Beginning at the top of the material, repeat each line exactly, and stop once the line with "use crate::config::ReplicatorConfig;" has been written.
INFORMATION PROVIDED: Begin
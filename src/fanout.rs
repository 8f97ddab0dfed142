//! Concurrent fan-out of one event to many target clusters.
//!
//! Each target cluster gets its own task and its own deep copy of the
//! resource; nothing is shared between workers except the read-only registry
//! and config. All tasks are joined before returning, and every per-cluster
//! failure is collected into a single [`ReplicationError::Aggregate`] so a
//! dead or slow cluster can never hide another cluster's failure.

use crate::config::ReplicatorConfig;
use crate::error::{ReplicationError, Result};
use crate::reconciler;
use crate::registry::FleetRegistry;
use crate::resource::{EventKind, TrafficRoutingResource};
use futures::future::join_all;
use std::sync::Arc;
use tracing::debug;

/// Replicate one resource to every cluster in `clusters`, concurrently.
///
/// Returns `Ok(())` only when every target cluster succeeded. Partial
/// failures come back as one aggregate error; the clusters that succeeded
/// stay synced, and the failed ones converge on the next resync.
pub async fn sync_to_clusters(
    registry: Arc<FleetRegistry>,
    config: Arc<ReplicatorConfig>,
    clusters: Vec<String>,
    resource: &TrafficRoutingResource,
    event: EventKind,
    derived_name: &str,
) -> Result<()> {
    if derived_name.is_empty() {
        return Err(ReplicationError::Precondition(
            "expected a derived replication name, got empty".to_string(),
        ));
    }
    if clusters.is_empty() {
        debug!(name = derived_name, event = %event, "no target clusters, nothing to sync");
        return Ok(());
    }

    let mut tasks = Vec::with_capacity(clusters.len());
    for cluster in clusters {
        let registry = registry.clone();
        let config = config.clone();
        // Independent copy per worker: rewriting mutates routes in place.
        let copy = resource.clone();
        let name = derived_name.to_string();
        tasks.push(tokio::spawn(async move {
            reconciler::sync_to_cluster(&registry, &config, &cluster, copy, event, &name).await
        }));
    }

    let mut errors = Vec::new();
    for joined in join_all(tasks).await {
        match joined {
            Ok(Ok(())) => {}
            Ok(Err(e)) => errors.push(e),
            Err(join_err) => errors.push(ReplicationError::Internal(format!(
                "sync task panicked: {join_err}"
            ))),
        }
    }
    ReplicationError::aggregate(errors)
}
INFORMATION PROVIDED: End
> _SOLUTION_
filename src/fanout.rs
repository 8f97ddab0dfed142
//! Concurrent fan-out of one event to many target clusters.
//!
//! Each target cluster gets its own task and its own deep copy of the
//! resource; nothing is shared between workers except the read-only registry
//! and config. All tasks are joined before returning, and every per-cluster
//! failure is collected into a single [`ReplicationError::Aggregate`] so a
//! dead or slow cluster can never hide another cluster's failure.

use crate::config::ReplicatorConfig;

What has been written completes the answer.